归纳和演绎是自然科学的两大方法,归纳指的是从一些例子中寻找共性,形成一个能泛化到很多问题的通用规则,偏好是对模型的偏好。归纳产生模型空间,偏好约束到某个具体的模型

下面是深度学习的归纳偏置是什么?中提到的文章《Relational inductive biases, deep learning, and graph networks》的前两部分(了解之后补充其余的部分),第一个回答很优秀:

在深度学习时代,这种归纳性偏好更为明显。比如深度神经网络结构就偏好性的认为,层次化处理信息有更好效果;卷积神经网络认为信息具有空间局部性(locality),可以用滑动卷积共享权重方式降低参数空间;反馈神经网络则将时序信息考虑进来强调顺序重要性;图网络则是认为中心节点与邻居节点的相似性会更好引导信息流动。可以说深度学习时代,纷繁的网络结构创新就体现了不同的归纳性偏。更强的归纳性偏好其实可以提升样本的利用效率,或者说减少计算代价。比如alphago由于面向围棋这种方形棋盘,用CNN就很合适。但是拿这套框架去打星际争霸,就还是得加上RNN去考虑时序处理逻辑。所以人脑智力的确很神奇,一方面就一个大脑却可以适应不同的任务,貌似model-free,另一方面人类在处理诸多信息时,又有很强的预先偏好性,可以快速决断。这种偏好也是诸多错觉或者误判的来源。

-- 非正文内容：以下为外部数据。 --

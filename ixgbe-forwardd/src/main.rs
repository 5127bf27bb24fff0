//! Example forwarder binary: wires one input NIC and two output NICs into
//! an agent and runs a flood classifier (forward every frame on every
//! output) in a tight poll loop.

use std::io::IsTerminal;

use anyhow::{bail, Context, Result};
use clap::Parser;
use ixgbe_core::DefaultAgent;
use ixgbe_device::{Ixgbe82599, PciAddr};
use ixgbe_mem::BufferPool;

/// Backing region for the ring and packet buffer allocations. Comfortably
/// covers `DefaultAgent`'s 256-entry rings with room to spare; see
/// `ixgbe_mem::MAX_POOL_SIZE` for the sizing rationale.
const BACKING_SIZE: usize = 8 * 1024 * 1024;

/// This binary demonstrates exactly two outputs; `DefaultAgent`'s const
/// generic carries that count at compile time rather than as a runtime
/// parameter.
type ForwardAgent<'dev> = DefaultAgent<'dev, 2, Ixgbe82599>;

#[derive(Parser)]
#[command(name = "ixgbe-forwardd")]
#[command(about = "Polled, copy-free frame forwarder between 82599 NICs")]
struct Cli {
    /// Bus:device.function of the NIC to receive from (e.g. 01:00.0).
    #[arg(long, value_parser = parse_bdf)]
    input: Bdf,

    /// Bus:device.function of each NIC to forward onto. May be repeated;
    /// the input device's own BDF may appear here too, making it both the
    /// receive queue and output 0's transmit queue.
    #[arg(long = "output", value_parser = parse_bdf, required = true)]
    outputs: Vec<Bdf>,
}

#[derive(Debug, Clone, Copy)]
struct Bdf {
    bus: u8,
    device: u8,
    function: u8,
}

fn parse_bdf(s: &str) -> Result<Bdf, String> {
    let (bus_dev, function) = s.split_once('.').ok_or("expected BB:DD.F")?;
    let (bus, device) = bus_dev.split_once(':').ok_or("expected BB:DD.F")?;
    Ok(Bdf {
        bus: u8::from_str_radix(bus, 16).map_err(|e| e.to_string())?,
        device: u8::from_str_radix(device, 16).map_err(|e| e.to_string())?,
        function: function.parse().map_err(|e: std::num::ParseIntError| e.to_string())?,
    })
}

impl From<Bdf> for PciAddr {
    fn from(bdf: Bdf) -> Self {
        PciAddr::new(bdf.bus, bdf.device, bdf.function)
    }
}

fn main() -> Result<()> {
    let mut builder = env_logger::Builder::from_default_env();
    if !std::io::stderr().is_terminal() {
        builder.format_timestamp_millis();
    }
    builder.init();

    let cli = Cli::parse();
    run(cli)
}

fn open_device(bdf: Bdf) -> Result<Ixgbe82599> {
    let addr: PciAddr = bdf.into();
    let info = unsafe { ixgbe_device::probe(addr) }
        .with_context(|| format!("no 82599 NIC found at {:?}", bdf))?;

    unsafe { ixgbe_device::enable_device(info.addr) };
    let mmio = ixgbe_device::map_bar0(info.addr, info.bar0_size)
        .with_context(|| format!("mapping BAR0 for {:?}", bdf))?;

    let device = unsafe { ixgbe_device::Ixgbe82599::new(mmio) }
        .with_context(|| format!("bringing up {:?}", bdf))?;
    Ok(device)
}

fn run(cli: Cli) -> Result<()> {
    if cli.outputs.is_empty() {
        bail!("at least one --output is required");
    }

    if cli.outputs.len() != 2 {
        bail!("this demo binary is built for exactly two outputs; see DESIGN.md");
    }

    let mut input_device = open_device(cli.input)?;
    let mut out0 = open_device(cli.outputs[0])?;
    let mut out1 = open_device(cli.outputs[1])?;

    let mut backing = vec![0u8; BACKING_SIZE].into_boxed_slice();
    let mut pool = BufferPool::new(&mut backing, identity_translate);

    let mut agent = ForwardAgent::init(&mut pool, &mut input_device, [&mut out0, &mut out1])
        .context("agent initialization failed")?;

    log::info!("forwarding started: {:?} -> {:?}", cli.input, cli.outputs);

    let mut classifier = flood_classifier;
    loop {
        agent.run(&mut classifier);
    }
}

fn identity_translate(ptr: *const u8) -> ixgbe_core::PhysAddr {
    ixgbe_core::PhysAddr(ptr as u64)
}

/// Forward every received frame unchanged on every output.
fn flood_classifier(_packet: &mut [u8], length: u16, outputs: &mut [u16]) {
    for out in outputs.iter_mut() {
        *out = length;
    }
}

  • In particular, generalizing beyond one’s experiences—a hallmark of human intelligence from infancy—remains a formidable challenge for modern AI.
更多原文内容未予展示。